L.ELETTORALE: BRUNETTA, SE PD INSISTE CON MATTARELLUM CI SARA’ CONTINUO NULLA DI FATTO
“Il Partito democratico ha prodotto questa impasse sulla legge elettorale, perché c’è una delibera dell’assemblea del Pd, dopo il referendum costituzionale del dicembre scorso, che aveva indicato il Mattarellum come modello della nuova legge elettorale. Salvo che parte del Pd stesso e tutte le altre forze politiche, o parte di queste, non sono d’accordo per il Mattarellum. Né alla Camera, ma soprattutto al Senato. Quindi, se il Pd insiste ancora con il Mattarellum ci sarà un continuo nulla di fatto, perché il provvedimento non andrà avanti né alla Camera, né tantomeno al Senato, qualora qui fosse approvato. Contravvenendo quella indicazione di buon senso che aveva dato il presidente della Repubblica, Sergio Mattarella, che la nuova legge elettorale fosse approvata con un’ampia maggioranza e il consenso di tutti”.
Lo ha detto Renato Brunetta, capogruppo di Forza Italia alla Camera dei deputati, parlando con i giornalisti a margine di una conferenza stampa del gruppo azzurro in merito al provvedimento sulle toghe in politica.
“Allora, cosa deve fare il Pd? Deve darsi una regolata. O insiste egemonicamente con il Mattarellum, di fatto bloccando tutto e consegnando per le prossime elezioni due leggi elettorali non figlie del Parlamento, ma di sentenze della Corte Costituzionale; oppure cambia linea, abbandona il Mattarellum, e si trovi un accordo con tutte le altre forze politiche tanto alla Camera, quanto al Senato.

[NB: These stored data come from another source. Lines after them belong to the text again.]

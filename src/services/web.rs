//! Outbound HTTP seam.
//!
//! The crawl only ever issues GET requests carrying the session cookies, so
//! the transport is reduced to [`WebClient::get`]. An `Err` means the request
//! never produced a response (connection refused, reset, timeout); HTTP error
//! statuses come back as a normal [`WebResponse`].

use async_trait::async_trait;
use reqwest::Client;
use reqwest::header::CONTENT_TYPE;

use crate::error::Result;
use crate::models::Config;
use crate::utils::http;

/// Status, content type and body of a completed request.
#[derive(Debug, Clone, PartialEq, Eq)]
pub struct WebResponse {
    pub status: u16,
    pub content_type: Option<String>,
    pub body: Vec<u8>,
}

impl WebResponse {
    pub fn is_success(&self) -> bool {
        (200..300).contains(&self.status)
    }

    /// Whether the server answered with an HTML document.
    pub fn is_html(&self) -> bool {
        self.content_type
            .as_deref()
            .is_some_and(|ct| ct.trim_start().to_ascii_lowercase().starts_with("text/html"))
    }

    /// Body decoded as UTF-8, replacing invalid sequences.
    pub fn text(&self) -> String {
        String::from_utf8_lossy(&self.body).into_owned()
    }
}

/// Session-authenticated GET.
#[async_trait]
pub trait WebClient: Send + Sync {
    async fn get(&self, url: &str) -> Result<WebResponse>;
}

/// [`WebClient`] backed by reqwest with a session cookie jar.
#[derive(Debug, Clone)]
pub struct HttpClient {
    client: Client,
}

impl HttpClient {
    pub fn new(config: &Config) -> Result<Self> {
        Ok(Self {
            client: http::create_async_client(config)?,
        })
    }
}

#[async_trait]
impl WebClient for HttpClient {
    async fn get(&self, url: &str) -> Result<WebResponse> {
        log::debug!("GET {url}");
        let response = self.client.get(url).send().await?;

        let status = response.status().as_u16();
        let content_type = response
            .headers()
            .get(CONTENT_TYPE)
            .and_then(|v| v.to_str().ok())
            .map(str::to_string);
        let body = response.bytes().await?.to_vec();

        Ok(WebResponse {
            status,
            content_type,
            body,
        })
    }
}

L’auspicio di ieri, in Capigruppo, che è stato da me proposto e ampiamente approvato, è di arrivare comunque a una legge elettorale prima della pausa estiva, proprio per la dignità del Parlamento. Tutto adesso è nelle mani del Pd che probabilmente fino alla celebrazione del suo congresso di fine aprile non deciderà assolutamente nulla. E gli italiani sappiano che la legge elettorale è ostaggio delle primarie del Pd.
Speriamo che dopo le primarie dentro il Pd si faccia chiarezza e decida cosa fare: se non volere nessuna legge condivisa in ambito parlamentare, oppure se accedere a un compromesso con ampia condivisione come ha chiesto il presidente della Repubblica”.